Cómo consumir sin que te consuma el tiempo

"Cuando te regalan un reloj, tú eres el regalado".

“Cuando te regalan un reloj, tú eres el regalado”. Esto lo decía Julio Cortázar, novelista, narrador y traductor argentino, en su cuento Instrucciones para dar cuerda a un reloj, donde reflexiona sobre la temporalidad, el paso del tiempo y la inevitable muerte.

Lejos de hacer un ensayo literario, queremos dar 5+1 consejos rápidos que nos ayudarán a llevar una vida más sosegada y humilde, porque el tiempo, por más relojes que llevamos, no está en nuestras manos.

1. Valora bien tus necesidades y consume lo que necesites

La primera clave del consumo consciente nos dice que tenemos que reducir nuestro consumo, siempre que esto sea posible, está claro. Ir a comprar, revisar facturas, hacer cambios en tu consumo diario para consumir mejor, cocinar… requiere tiempo. Pero, antes de hacer todo esto, parémonos a pensar cuáles son nuestras necesidades y cómo las podemos resolver. Quizás nos daremos cuenta de que dedicamos mucho tiempo a unas falsas necesidades.

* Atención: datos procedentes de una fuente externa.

//! The dynamic value graph.
//!
//! Values form a shared mutable graph of `Rc<RefCell<…>>` nodes; object
//! identity is `Rc` pointer identity, which is also what the change-tracking
//! layer uses to detect moves versus replacements.

use std::rc::Rc;

use crate::change_tree::{ChangeTreeRef, DirtyKey};
use crate::containers::{ListRef, MapRef};
use crate::record::RecordRef;
use crate::types::ElementId;

#[derive(Clone)]
pub enum Value {
    Number(f64),
    String(String),
    Boolean(bool),
    /// An explicit null, distinct from an absent field.
    Null,
    Record(RecordRef),
    List(ListRef),
    Map(MapRef),
}

impl Value {
    /// Human-readable kind, used in error messages.
    pub fn kind_name(&self) -> &'static str {
        match self {
            Value::Number(_) => "number",
            Value::String(_) => "string",
            Value::Boolean(_) => "boolean",
            Value::Null => "null",
            Value::Record(_) => "record",
            Value::List(_) => "list",
            Value::Map(_) => "map",
        }
    }

    /// Pointer identity for the reference variants.
    pub fn element_id(&self) -> Option<ElementId> {
        match self {
            Value::Record(record) => Some(ElementId(Rc::as_ptr(record) as usize)),
            Value::List(list) => Some(ElementId(Rc::as_ptr(list) as usize)),
            Value::Map(map) => Some(ElementId(Rc::as_ptr(map) as usize)),
            _ => None,
        }
    }

    /// Equality as the change tracker sees it: value equality for
    /// primitives, pointer equality for references.
    pub fn same_as(&self, other: &Value) -> bool {
        match (self, other) {
            (Value::Number(a), Value::Number(b)) => a == b,
            (Value::String(a), Value::String(b)) => a == b,
            (Value::Boolean(a), Value::Boolean(b)) => a == b,
            (Value::Null, Value::Null) => true,
            (Value::Record(a), Value::Record(b)) => Rc::ptr_eq(a, b),
            (Value::List(a), Value::List(b)) => Rc::ptr_eq(a, b),
            (Value::Map(a), Value::Map(b)) => Rc::ptr_eq(a, b),
            _ => false,
        }
    }

    pub(crate) fn change_tree(&self) -> Option<ChangeTreeRef> {
        match self {
            Value::Record(record) => Some(record.borrow().change_tree().clone()),
            Value::List(list) => Some(list.borrow().change_tree().clone()),
            Value::Map(map) => Some(map.borrow().change_tree().clone()),
            _ => None,
        }
    }

    pub fn as_number(&self) -> Option<f64> {
        match self {
            Value::Number(value) => Some(*value),
            _ => None,
        }
    }

    pub fn as_str(&self) -> Option<&str> {
        match self {
            Value::String(value) => Some(value),
            _ => None,
        }
    }

    pub fn as_bool(&self) -> Option<bool> {
        match self {
            Value::Boolean(value) => Some(*value),
            _ => None,
        }
    }

    pub fn as_record(&self) -> Option<&RecordRef> {
        match self {
            Value::Record(record) => Some(record),
            _ => None,
        }
    }

    pub fn as_list(&self) -> Option<&ListRef> {
        match self {
            Value::List(list) => Some(list),
            _ => None,
        }
    }

    pub fn as_map(&self) -> Option<&MapRef> {
        match self {
            Value::Map(map) => Some(map),
            _ => None,
        }
    }

    /// Export as plain data. Records drop their deprecated fields.
    pub fn to_plain(&self) -> serde_json::Value {
        match self {
            Value::Number(value) => serde_json::Number::from_f64(*value)
                .map(serde_json::Value::Number)
                .unwrap_or(serde_json::Value::Null),
            Value::String(value) => serde_json::Value::String(value.clone()),
            Value::Boolean(value) => serde_json::Value::Bool(*value),
            Value::Null => serde_json::Value::Null,
            Value::Record(record) => record.borrow().to_plain(),
            Value::List(list) => list.borrow().to_plain(),
            Value::Map(map) => map.borrow().to_plain(),
        }
    }

    /// Deep clone. Reference variants get fresh instances with fresh change
    /// tracking, fully marked, so a clone can seed a new state graph.
    pub fn clone_value(&self) -> Value {
        match self {
            Value::Record(record) => Value::Record(record.borrow().clone_record()),
            Value::List(list) => Value::List(list.borrow().clone_list()),
            Value::Map(map) => Value::Map(map.borrow().clone_map()),
            other => other.clone(),
        }
    }

    /// Keys currently populated on this node (fields, indices, or map keys).
    pub(crate) fn current_keys(&self) -> Vec<DirtyKey> {
        match self {
            Value::Record(record) => record.borrow().current_keys(),
            Value::List(list) => (0..list.borrow().len() as u64).map(DirtyKey::Index).collect(),
            Value::Map(map) => map
                .borrow()
                .keys()
                .map(|key| DirtyKey::Key(key.to_string()))
                .collect(),
            _ => Vec::new(),
        }
    }

    /// Values nested directly under this node.
    pub(crate) fn child_values(&self) -> Vec<Value> {
        match self {
            Value::Record(record) => record.borrow().child_values(),
            Value::List(list) => list.borrow().iter().cloned().collect(),
            Value::Map(map) => map.borrow().values().cloned().collect(),
            _ => Vec::new(),
        }
    }
}

/// Link `value` under `parent` at `key` and mark its whole subtree changed,
/// so the next encode carries it in full. Callers guard with an equality
/// check, so a value is only ever attached when its slot actually changed.
pub(crate) fn attach(value: &Value, parent: &ChangeTreeRef, key: DirtyKey) {
    let Some(tree) = value.change_tree() else {
        return;
    };
    tree.borrow_mut().set_parent(parent, key);
    mark_subtree(value);
}

/// Unlink `value` from its parent; it stops propagating dirtiness upward.
pub(crate) fn detach(value: &Value) {
    if let Some(tree) = value.change_tree() {
        tree.borrow_mut().clear_parent();
    }
}

fn mark_subtree(value: &Value) {
    let Some(tree) = value.change_tree() else {
        return;
    };
    {
        let mut tree = tree.borrow_mut();
        let keys = value.current_keys();
        tree.mark_all_changed(keys);
    }
    for child in value.child_values() {
        mark_subtree(&child);
    }
}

2. Planifica para optimizar

Si, por ejemplo, planificamos el menú de toda la semana y preparamos una lista de la compra, cuando vayamos a comprar podremos ser más eficientes, podremos ir al grano y, además, evitaremos compras y gastos innecesarios. El tema alimentario; sin emmargo, un clásico, pero la planificación la podemos usar en todos aquellos ámbitos que lo permitan: las compras navideñas, el trabajo, los estudios… Si conseguimos utilizar el tiempo de una manera óptima, a cambio obtendremos más ratos de tiempo libre.

3. Convierte satisfacer una necesidad en un pequeño placer

A veces, cambiar el punto de vista nos abre posibilidades y nos ayuda a ver las cosas de otro modo. Si nos queremos informar antes de consumir, disfrutemos de la investigación y lectura. Si necesitamos algo que nos puede dejar un amigo o familiar, disfrutemos del encuentro y de la oportunidad de vernos. Si tenemos que ir a comprar comida, hagámoslo pensando en que pasearemos por el barrio o municipio y que charlaremos con las tenderas. Y si sois manitas y os gusta el do it yourself, buscad maneras para resolver vuestras necesidades manualmente, haréis los deberes pasando un buen rato.

4. Piensa en el tiempo real de las acciones

Nos ponemos a correr si oímos que el metro se nos escapa; pero el siguiente no tardará más de 5 minutos al llegar. No podemos esperar que el semáforo se ponga verde; pero la realidad es que de media solo tenemos que esperar unos 40 segundos. Estamos mirando una película y, a la vez, mirando Twitter o Instagram. Y todo esto lo hacemos “porque no tenemos tiempo”, porque nos sentimos más hábiles y con la gran capacidad de estar por encima del tiempo y controlarlo.

Es cierto que estas pequeñas acciones nos hacen sentir que aprovechemos más el tiempo. Pero también contribuyen a crisparnos por dentro, como un gusanillo de la madera que nos come por dentro. Correr, ir con prisas o sumarnos a la moda del multi-tasquing no tienen por qué ser buenas compañeras nuestras. Y esto aplica por aquellas tareas rutinarias del día a día, pero también a la forma cómo vivimos y disfrutamos del ocio.

5. La falta de tiempo, es falta de prioridades

No poder dedicar tiempo a “A” significa que este tiempo lo tienes que dedicar -o prefieres dedicar- a “B”. Hay “prioridades” que son menos controlables, como ir a trabajar, alimentarse, tener cuidados de… Pero sí que podemos jugar con otras acciones que nos permiten más flexibilidad y, lo que es importante, capacidad de decidir qué prioridad y, por lo tanto, tiempo, queremos dedicar. Es importante reflexionar sobre qué obligaciones son reales, cuáles son impostadas o si podemos pedir ayuda para no soportar toda la carga. Liberarnos de estas o reducir el peso nos permitirá reordenar la lista de prioridades y reestructurar nuestro tiempo y agenda.

¡Extraball!

Para la gente que sois fans de los números, las gráficas y las estadísticas, podéis hacer un juego: durante un día, cronometráis cuánto tardáis a hacer aquellas acciones que no os gustan, os molesten o sentís que son obligaciones. Cuando acabéis, sacad conclusiones. ¿Qué y cuántas obligaciones tenemos? ¿Realmente dedicamos tanto tiempo a cosas que no nos gustan y necesitamos? ¿Estamos priorizando cosas que no querríamos?